Das klingt zunächst honorig, aber an den Arbeitsbedingungen hat es vermutlich nichts geändert. Primark steht deretwegen nämlich schon wieder in der Kritik. Ein Fabrik-Mitarbeiter eines Primark-Lieferanten soll in eine Hose, die später eine Kundin in der nordirischen Hauptstadt Belfast kaufte, einen Hilferuf eingenäht und über weiter katastrophale Arbeitsbedingungen geklagt haben. Von "arbeiten müssen wie Ochsen" ist die Rede, von "SOS", vom Zwang zur "Arbeit bis zur Erschöpfung", von Essen, das selbst für Tiere ungenießbar wäre. Die Nachricht sei in den Gefangenenausweis eines chinesischen Gefängnisses eingelegt worden.

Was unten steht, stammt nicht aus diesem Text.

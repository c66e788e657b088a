//! 설정 관리: stevedore.toml 파싱 및 런타임 설정
//!
//! [`StevedoreConfig`]는 프로젝트 전체 설정을 담는 최상위 구조체입니다.
//!
//! # 설정 로딩 우선순위
//! 1. CLI 인자 (최고 우선)
//! 2. 환경변수 (`STEVEDORE_PROJECT_NAME=shop` 형식)
//! 3. 설정 파일 (`stevedore.toml`)
//! 4. 기본값 (`Default` 구현)
//!
//! # 사용 예시
//! ```no_run
//! # async fn example() -> Result<(), stevedore_core::error::StevedoreError> {
//! use stevedore_core::config::StevedoreConfig;
//!
//! // 파일에서 로드 + 환경변수 오버라이드
//! let config = StevedoreConfig::load("stevedore.toml").await?;
//!
//! // TOML 문자열에서 직접 파싱
//! let config = StevedoreConfig::parse("[project]\nname = \"shop\"")?;
//! # Ok(())
//! # }
//! ```

use std::collections::BTreeMap;
use std::path::Path;

use serde::{Deserialize, Serialize};
use tracing::warn;

use crate::error::{ConfigError, StevedoreError};
use crate::types::{CONTAINER_MODE_PREFIX, LabelKeys, ServiceRelationship};

/// Stevedore 통합 설정
///
/// `stevedore.toml` 파일의 최상위 구조를 나타냅니다.
#[derive(Debug, Clone, Default, Serialize, Deserialize)]
pub struct StevedoreConfig {
    /// 일반 설정
    #[serde(default)]
    pub general: GeneralConfig,
    /// Docker 연결 설정
    #[serde(default)]
    pub docker: DockerConfig,
    /// 프로젝트 설정
    #[serde(default)]
    pub project: ProjectConfig,
    /// 서비스 선언 (서비스 이름 -> 설정)
    #[serde(default)]
    pub services: BTreeMap<String, ServiceConfig>,
}

impl StevedoreConfig {
    /// TOML 파일에서 설정을 로드하고 환경변수 오버라이드를 적용합니다.
    pub async fn load(path: impl AsRef<Path>) -> Result<Self, StevedoreError> {
        let mut config = Self::from_file(path).await?;
        config.apply_env_overrides();
        config.validate()?;
        Ok(config)
    }

    /// TOML 파일에서 설정을 로드합니다 (환경변수 오버라이드 없음).
    pub async fn from_file(path: impl AsRef<Path>) -> Result<Self, StevedoreError> {
        let path = path.as_ref();
        let content = tokio::fs::read_to_string(path).await.map_err(|e| {
            if e.kind() == std::io::ErrorKind::NotFound {
                StevedoreError::Config(ConfigError::FileNotFound {
                    path: path.display().to_string(),
                })
            } else {
                StevedoreError::Io(e)
            }
        })?;
        let config = Self::parse(&content)?;
        config.validate()?;
        Ok(config)
    }

    /// TOML 문자열에서 설정을 파싱합니다.
    pub fn parse(toml_str: &str) -> Result<Self, StevedoreError> {
        toml::from_str(toml_str).map_err(|e| {
            StevedoreError::Config(ConfigError::ParseFailed {
                reason: e.to_string(),
            })
        })
    }

    /// 환경변수로 설정값을 오버라이드합니다.
    ///
    /// 환경변수 네이밍 규칙: `STEVEDORE_{SECTION}_{FIELD}`
    /// 서비스 선언은 오버라이드 대상이 아닙니다.
    pub fn apply_env_overrides(&mut self) {
        // General
        override_string(&mut self.general.log_level, "STEVEDORE_GENERAL_LOG_LEVEL");
        override_string(&mut self.general.log_format, "STEVEDORE_GENERAL_LOG_FORMAT");

        // Docker
        override_string(&mut self.docker.socket, "STEVEDORE_DOCKER_SOCKET");
        override_u64(&mut self.docker.timeout_secs, "STEVEDORE_DOCKER_TIMEOUT_SECS");

        // Project
        override_string(&mut self.project.name, "STEVEDORE_PROJECT_NAME");
        override_u64(
            &mut self.project.stop_timeout_secs,
            "STEVEDORE_PROJECT_STOP_TIMEOUT_SECS",
        );
        override_bool(&mut self.project.log_enabled, "STEVEDORE_PROJECT_LOG_ENABLED");
        override_usize(
            &mut self.project.log_tail_lines,
            "STEVEDORE_PROJECT_LOG_TAIL_LINES",
        );
        override_string(
            &mut self.project.credentials_file,
            "STEVEDORE_PROJECT_CREDENTIALS_FILE",
        );
    }

    /// 설정값의 유효성을 검증합니다.
    pub fn validate(&self) -> Result<(), StevedoreError> {
        let valid_levels = ["trace", "debug", "info", "warn", "error"];
        if !valid_levels.contains(&self.general.log_level.as_str()) {
            return Err(ConfigError::InvalidValue {
                field: "general.log_level".to_owned(),
                reason: format!("must be one of: {}", valid_levels.join(", ")),
            }
            .into());
        }

        let valid_formats = ["json", "pretty"];
        if !valid_formats.contains(&self.general.log_format.as_str()) {
            return Err(ConfigError::InvalidValue {
                field: "general.log_format".to_owned(),
                reason: format!("must be one of: {}", valid_formats.join(", ")),
            }
            .into());
        }

        if !is_valid_name(&self.project.name) {
            return Err(ConfigError::InvalidValue {
                field: "project.name".to_owned(),
                reason: "must be non-empty and contain only [a-z0-9_-]".to_owned(),
            }
            .into());
        }

        if !self.project.labels.is_well_formed() {
            return Err(ConfigError::InvalidValue {
                field: "project.labels".to_owned(),
                reason: "label keys must be non-empty and distinct".to_owned(),
            }
            .into());
        }

        for (name, service) in &self.services {
            if !is_valid_name(name) {
                return Err(ConfigError::InvalidValue {
                    field: format!("services.{name}"),
                    reason: "service name must contain only [a-z0-9_-]".to_owned(),
                }
                .into());
            }
            if service.image.trim().is_empty() {
                return Err(ConfigError::InvalidValue {
                    field: format!("services.{name}.image"),
                    reason: "image must not be empty".to_owned(),
                }
                .into());
            }
            if let Some(bad) = service.links.iter().find(|l| parse_link(l).is_none()) {
                return Err(ConfigError::InvalidValue {
                    field: format!("services.{name}.links"),
                    reason: format!("malformed link '{bad}', expected 'service[:alias]'"),
                }
                .into());
            }
        }

        Ok(())
    }
}

/// 일반 설정
#[derive(Debug, Clone, Serialize, Deserialize)]
#[serde(default)]
pub struct GeneralConfig {
    /// 로그 레벨 (trace, debug, info, warn, error)
    pub log_level: String,
    /// 로그 형식 (json, pretty)
    pub log_format: String,
}

impl Default for GeneralConfig {
    fn default() -> Self {
        Self {
            log_level: "info".to_owned(),
            log_format: "pretty".to_owned(),
        }
    }
}

/// Docker 연결 설정
#[derive(Debug, Clone, Serialize, Deserialize)]
#[serde(default)]
pub struct DockerConfig {
    /// Docker 소켓 경로 (비어 있으면 플랫폼 기본값)
    pub socket: String,
    /// API 요청 타임아웃 (초)
    pub timeout_secs: u64,
}

impl Default for DockerConfig {
    fn default() -> Self {
        Self {
            socket: String::new(),
            timeout_secs: 120,
        }
    }
}

/// 프로젝트 설정
#[derive(Debug, Clone, Serialize, Deserialize)]
#[serde(default)]
pub struct ProjectConfig {
    /// 프로젝트 이름 (컨테이너 이름과 레이블에 사용)
    pub name: String,
    /// 정지/재시작 시 유예 시간 (초)
    pub stop_timeout_secs: u64,
    /// `up` 이후 로그 전달 활성화
    pub log_enabled: bool,
    /// 로그 스트림 시작 시 가져올 과거 줄 수
    pub log_tail_lines: usize,
    /// 레지스트리 인증 파일 경로 (비어 있으면 `~/.docker/config.json`)
    pub credentials_file: String,
    /// 예약 레이블 키
    #[serde(default)]
    pub labels: LabelKeys,
}

impl Default for ProjectConfig {
    fn default() -> Self {
        Self {
            name: "default".to_owned(),
            stop_timeout_secs: 10,
            log_enabled: true,
            log_tail_lines: 10,
            credentials_file: String::new(),
            labels: LabelKeys::default(),
        }
    }
}

/// 서비스 하나의 원하는 상태
#[derive(Debug, Clone, Default, PartialEq, Eq, Serialize, Deserialize)]
#[serde(default)]
pub struct ServiceConfig {
    /// 이미지 참조 (`redis`, `redis:7`, `registry.local:5000/team/app@sha256:...`)
    pub image: String,
    /// 실행 명령
    pub command: Vec<String>,
    /// 환경변수 (`KEY=VALUE`)
    pub environment: Vec<String>,
    /// 사용자 레이블
    pub labels: BTreeMap<String, String>,
    /// 가상 터미널 할당 여부
    pub tty: bool,
    /// 링크 (`service` 또는 `service:alias`)
    pub links: Vec<String>,
    /// IPC 모드 (`container:<service>`는 관계로 해석)
    pub ipc: Option<String>,
    /// 네트워크 모드 (`container:<service>`는 관계로 해석)
    pub net: Option<String>,
}

impl ServiceConfig {
    /// 선언된 링크, IPC, 네트워크 설정에서 서비스 관계 목록을 도출합니다.
    ///
    /// 순서는 링크 선언 순서, 그다음 IPC, 네트워크입니다.
    pub fn relationships(&self) -> Vec<ServiceRelationship> {
        let mut rels: Vec<ServiceRelationship> = self
            .links
            .iter()
            .filter_map(|l| parse_link(l))
            .map(|(target, alias)| ServiceRelationship::link(target, alias))
            .collect();

        if let Some(target) = self.ipc.as_deref().and_then(shared_target) {
            rels.push(ServiceRelationship::ipc(target));
        }
        if let Some(target) = self.net.as_deref().and_then(shared_target) {
            rels.push(ServiceRelationship::net(target));
        }

        rels
    }
}

/// `service[:alias]` 형식의 링크 선언을 해석합니다.
fn parse_link(link: &str) -> Option<(&str, &str)> {
    let (target, alias) = match link.split_once(':') {
        Some((target, alias)) => (target.trim(), alias.trim()),
        None => (link.trim(), link.trim()),
    };
    if target.is_empty() || alias.is_empty() {
        return None;
    }
    Some((target, alias))
}

fn shared_target(mode: &str) -> Option<&str> {
    mode.strip_prefix(CONTAINER_MODE_PREFIX)
        .map(str::trim)
        .filter(|t| !t.is_empty())
}

fn is_valid_name(name: &str) -> bool {
    !name.is_empty()
        && name
            .chars()
            .all(|c| c.is_ascii_lowercase() || c.is_ascii_digit() || c == '_' || c == '-')
}

// --- 환경변수 오버라이드 헬퍼 ---

fn override_string(target: &mut String, env_key: &str) {
    if let Ok(val) = std::env::var(env_key) {
        *target = val;
    }
}

fn override_bool(target: &mut bool, env_key: &str) {
    if let Ok(val) = std::env::var(env_key) {
        match val.parse::<bool>() {
            Ok(parsed) => *target = parsed,
            Err(_) => warn!(
                env_key,
                value = val.as_str(),
                "failed to parse bool from env var, ignoring"
            ),
        }
    }
}

fn override_usize(target: &mut usize, env_key: &str) {
    if let Ok(val) = std::env::var(env_key) {
        match val.parse::<usize>() {
            Ok(parsed) => *target = parsed,
            Err(_) => warn!(
                env_key,
                value = val.as_str(),
                "failed to parse usize from env var, ignoring"
            ),
        }
    }
}

fn override_u64(target: &mut u64, env_key: &str) {
    if let Ok(val) = std::env::var(env_key) {
        match val.parse::<u64>() {
            Ok(parsed) => *target = parsed,
            Err(_) => warn!(
                env_key,
                value = val.as_str(),
                "failed to parse u64 from env var, ignoring"
            ),
        }
    }
}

Primark selbst zweifelt an der Echtheit des Hilferufs und hält eine Kampagne für denkbar. Die Kette war gleich dreimal binnen einer Woche von heimlichen Klagen betroffen. Mehrere Kundinnen in Wales hatten in ihren neu gekauften Kleidungsstückchen ebenfalls Botschaften entdeckt. Das Unternehmen hält das für merkwürdig, weil die Teile in unterschiedlichen Fabriken gefertigt worden seien, hat aber eine Untersuchung angekündigt. Es weist aber darauf hin, dass der Lieferant der in Belfast verkauften Hose neunmal geprüft worden sei, und in keinem Fall seien Arbeitsbedingungen festgestellt worden, die unzumutbar gewesen seien.

Billigmodeketten in zweifelhaftem Licht

Die Berichterstattung auf der Insel rückt die Billigmodeketten dieser Welt trotzdem erneut in ein zweifelhaftes Licht. Nach dem Einsturz in Bangladesch hatten sich internationale Textilanbieter verpflichtet, die Sicherheitsvorkehrungen zu verbessern, Bangladesch hatte Gewerkschaften zugelassen, die sich um die Bedürfnisse der Belegschaft kümmern sollten. Nur ein Feigenblatt?

Das Problem ist auf jeden Fall bekannt: Die Handelsketten bieten ihren Kunden Mode zu extrem niedrigen Preisen an. Wer das tun kann, der muss der ökonomischen Gesetzmäßigkeit nach zu extrem niedrigen Kosten produzieren (lassen), und deshalb werden bei den Produzenten Arbeiter schlecht bezahlt,werden Sicherheitsbedingungen für Fabriken vernachlässigt, werden Mindeststandards bei den Arbeitsbedingungen nicht eingehalten. Das führt zu Katastrophen wie im vergangenen Jahr, und so fordert die Billigmode am Ende Menschenleben — ein hoher Preis.

Das ist vordergründig nicht die Schuld der Modeketten, aber sie nehmen den Herstellern die Ware eben nur zu Niedrigpreisen ab. Andererseits setzen Kunden auf Ketten wie Primark oder die deutsche Kik. Dort kaufen jene ein, die sich Mode zu extrem günstigen Preisen leisten und vermutlich nicht auf Billiganbieter verzichten wollen. Ob der angebliche Hilferuf Konsequenzen für die Arbeitsbedingungen haben wird, bleibt nicht nur deshalb zweifelhaft. Experten gehen davon aus, dass in den Fabriken jetzt Kontrolleure noch schärfer darauf achten werden, dass Klagen von Mitarbeitern auf diesem Weg nicht (mehr) an die Öffentlichkeit gelangen.